▶ _EXERCISE_
Start at the first line of the listing below. Write out each line exactly, stopping after the one that contains "PNG cover part".

▶ _DATA SECTION_
+---+
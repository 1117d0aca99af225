//! File upload protocol
//!
//! Replacing a cover takes three calls, each allowed only after the previous
//! one succeeded:
//! 1. create a file upload (reserves a slot, returns its id)
//! 2. send the PNG bytes to that slot
//! 3. point the page cover at the upload
//!
//! [`UploadSession`] encodes the order in its type: `send` exists only on a
//! created session and `bind` only on a filled one, and both consume the
//! session so an id can never be reused. A failed step is not retried and an
//! abandoned slot is left for Notion to expire.

use std::marker::PhantomData;
use tracing::{debug, info, warn};

use super::model::{Cover, CreateFileUploadRequest, FileUpload, FileUploadId, PageId, UpdatePageRequest};
use crate::error::{ApiError, UploadError};

/// Filename sent with the cover bytes
pub const COVER_FILENAME: &str = "cover.png";
/// Media type sent with the cover bytes
pub const COVER_CONTENT_TYPE: &str = "image/png";

/// The file part of a send request
#[derive(Debug, Clone, PartialEq, Eq)]
pub struct FilePart {
    pub filename: &'static str,
    pub content_type: &'static str,
    pub bytes: Vec<u8>,
}

impl FilePart {
    /// A PNG cover part
    pub fn cover_png(bytes: Vec<u8>) -> Self {
        Self {
            filename: COVER_FILENAME,
            content_type: COVER_CONTENT_TYPE,
            bytes,
        }
    }
}

/// Remote calls behind the upload protocol
///
/// Send and update succeed on status alone; their response bodies are not
/// read, so a body this tool cannot parse never turns an applied change into
/// an error.
pub trait FileUploadApi {
    /// `POST /file_uploads`
    fn create_file_upload(&self, request: &CreateFileUploadRequest) -> Result<FileUpload, ApiError>;

    /// `POST /file_uploads/{id}/send` as multipart form data, file part named `file`
    fn send_file_upload(&self, id: &FileUploadId, file: FilePart) -> Result<(), ApiError>;

    /// `PATCH /pages/{id}`
    fn update_page(&self, page_id: &PageId, request: &UpdatePageRequest) -> Result<(), ApiError>;
}

/// Session state: slot reserved, no bytes yet
#[derive(Debug)]
pub struct Created;

/// Session state: bytes accepted by the slot
#[derive(Debug)]
pub struct Filled;

/// An in-progress upload, parameterised by how far it got
#[derive(Debug)]
pub struct UploadSession<'a, A: ?Sized, State> {
    api: &'a A,
    id: FileUploadId,
    state: PhantomData<State>,
}

/// Result of a completed upload
#[derive(Debug, Clone, PartialEq, Eq)]
pub struct BoundCover {
    pub page_id: PageId,
    pub file_upload_id: FileUploadId,
}

impl<A: ?Sized, State> UploadSession<'_, A, State> {
    /// Session id issued by Notion
    pub fn id(&self) -> &FileUploadId {
        &self.id
    }
}

impl<'a, A: FileUploadApi + ?Sized> UploadSession<'a, A, Created> {
    /// Reserve a new upload slot
    pub fn reserve(api: &'a A) -> Result<Self, UploadError> {
        let upload = api
            .create_file_upload(&CreateFileUploadRequest::default())
            .map_err(UploadError::Init)?;
        debug!(
            file_upload_id = %upload.id,
            status = upload.status.as_deref().unwrap_or("unknown"),
            "reserved file upload"
        );

        Ok(Self {
            api,
            id: upload.id,
            state: PhantomData,
        })
    }

    /// Stream the PNG bytes into the reserved slot
    pub fn send(self, png: Vec<u8>) -> Result<UploadSession<'a, A, Filled>, UploadError> {
        let size = png.len();
        match self.api.send_file_upload(&self.id, FilePart::cover_png(png)) {
            Ok(()) => {
                debug!(file_upload_id = %self.id, bytes = size, "sent cover bytes");
                Ok(UploadSession {
                    api: self.api,
                    id: self.id,
                    state: PhantomData,
                })
            }
            Err(err) => {
                warn!(file_upload_id = %self.id, "abandoning file upload after failed send");
                Err(UploadError::Send(err))
            }
        }
    }
}

impl<A: FileUploadApi + ?Sized> UploadSession<'_, A, Filled> {
    /// Point the page cover at the uploaded file
    pub fn bind(self, page_id: &PageId) -> Result<BoundCover, UploadError> {
        let request = UpdatePageRequest {
            cover: Cover::file_upload(self.id.clone()),
        };
        self.api.update_page(page_id, &request).map_err(UploadError::Bind)?;

        info!(page_id = %page_id, file_upload_id = %self.id(), "page cover replaced");
        Ok(BoundCover {
            page_id: page_id.clone(),
            file_upload_id: self.id,
        })
    }
}

/// Run all three steps for one page with a fresh session
pub fn upload_cover<A: FileUploadApi + ?Sized>(api: &A, page_id: &PageId, png: Vec<u8>) -> Result<BoundCover, UploadError> {
    UploadSession::reserve(api)?.send(png)?.bind(page_id)
}
//! Downloading source images
//!
//! External cover URLs point anywhere on the web, so this client never
//! carries the Notion token.

use reqwest::blocking::Client;
use reqwest::StatusCode;
use std::path::Path;
use tracing::debug;
use url::Url;

use crate::error::FetchError;

/// Source of raw image bytes for a cover URL
pub trait ImageFetcher {
    fn fetch(&self, url: &str) -> Result<Vec<u8>, FetchError>;
}

/// Plain HTTP GET with the client's default timeouts
#[derive(Debug, Clone)]
pub struct HttpFetcher {
    client: Client,
}

impl HttpFetcher {
    pub fn new() -> reqwest::Result<Self> {
        let client = Client::builder()
            .user_agent(concat!(env!("CARGO_PKG_NAME"), "/", env!("CARGO_PKG_VERSION")))
            .build()?;
        Ok(Self { client })
    }
}

impl ImageFetcher for HttpFetcher {
    fn fetch(&self, url: &str) -> Result<Vec<u8>, FetchError> {
        let parsed = Url::parse(url).map_err(|source| FetchError::InvalidUrl {
            url: url.to_string(),
            source,
        })?;

        let transport = |source| FetchError::Transport {
            url: url.to_string(),
            source,
        };
        let response = self.client.get(parsed).send().map_err(transport)?;

        let status = response.status();
        if status != StatusCode::OK {
            return Err(FetchError::Status {
                url: url.to_string(),
                status: status.as_u16(),
            });
        }

        let bytes = response.bytes().map_err(transport)?;
        debug!(url, bytes = bytes.len(), "downloaded source image");
        Ok(bytes.to_vec())
    }
}

/// Reads local files directly and downloads everything else
///
/// Used by the preview command, where the source may be a file on disk.
#[derive(Debug, Clone)]
pub struct PathOrUrlFetcher {
    http: HttpFetcher,
}

impl PathOrUrlFetcher {
    pub fn new(http: HttpFetcher) -> Self {
        Self { http }
    }
}

impl ImageFetcher for PathOrUrlFetcher {
    fn fetch(&self, source: &str) -> Result<Vec<u8>, FetchError> {
        let path = Path::new(source);
        if path.is_file() {
            return std::fs::read(path).map_err(|source_err| FetchError::Io {
                path: source.to_string(),
                source: source_err,
            });
        }
        self.http.fetch(source)
    }
}
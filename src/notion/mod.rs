//! Notion API access
//!
//! - `model.rs` - typed request and response bodies
//! - `client.rs` - authenticated blocking HTTP client
//! - `upload.rs` - the three-step file upload protocol
//! - `query.rs` - paginated database queries
//!
//! The protocol code talks to the traits [`FileUploadApi`] and
//! [`DatabaseApi`]; [`NotionClient`] is the HTTP implementation of both.

pub mod client;
pub mod model;
pub mod query;
pub mod upload;

pub use client::NotionClient;
pub use model::{CreatedTimeFilter, DatabaseId, Page, PageId};
pub use query::{query_pages, DatabaseApi};
pub use upload::{upload_cover, BoundCover, FileUploadApi};

/// API version every request is pinned to
pub const NOTION_VERSION: &str = "2022-06-28";
/// Public API endpoint
pub const NOTION_API_BASE: &str = "https://api.notion.com/v1";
+---+
▶ _EXERCISE RESULT_
repository 1117d0aca99af225
//! File upload protocol
//!
//! Replacing a cover takes three calls, each allowed only after the previous
//! one succeeded:
//! 1. create a file upload (reserves a slot, returns its id)
//! 2. send the PNG bytes to that slot
//! 3. point the page cover at the upload
//!
//! [`UploadSession`] encodes the order in its type: `send` exists only on a
//! created session and `bind` only on a filled one, and both consume the
//! session so an id can never be reused. A failed step is not retried and an
//! abandoned slot is left for Notion to expire.

use std::marker::PhantomData;
use tracing::{debug, info, warn};

use super::model::{Cover, CreateFileUploadRequest, FileUpload, FileUploadId, PageId, UpdatePageRequest};
use crate::error::{ApiError, UploadError};

/// Filename sent with the cover bytes
pub const COVER_FILENAME: &str = "cover.png";
/// Media type sent with the cover bytes
pub const COVER_CONTENT_TYPE: &str = "image/png";

/// The file part of a send request
#[derive(Debug, Clone, PartialEq, Eq)]
pub struct FilePart {
    pub filename: &'static str,
    pub content_type: &'static str,
    pub bytes: Vec<u8>,
}

impl FilePart {
    /// A PNG cover part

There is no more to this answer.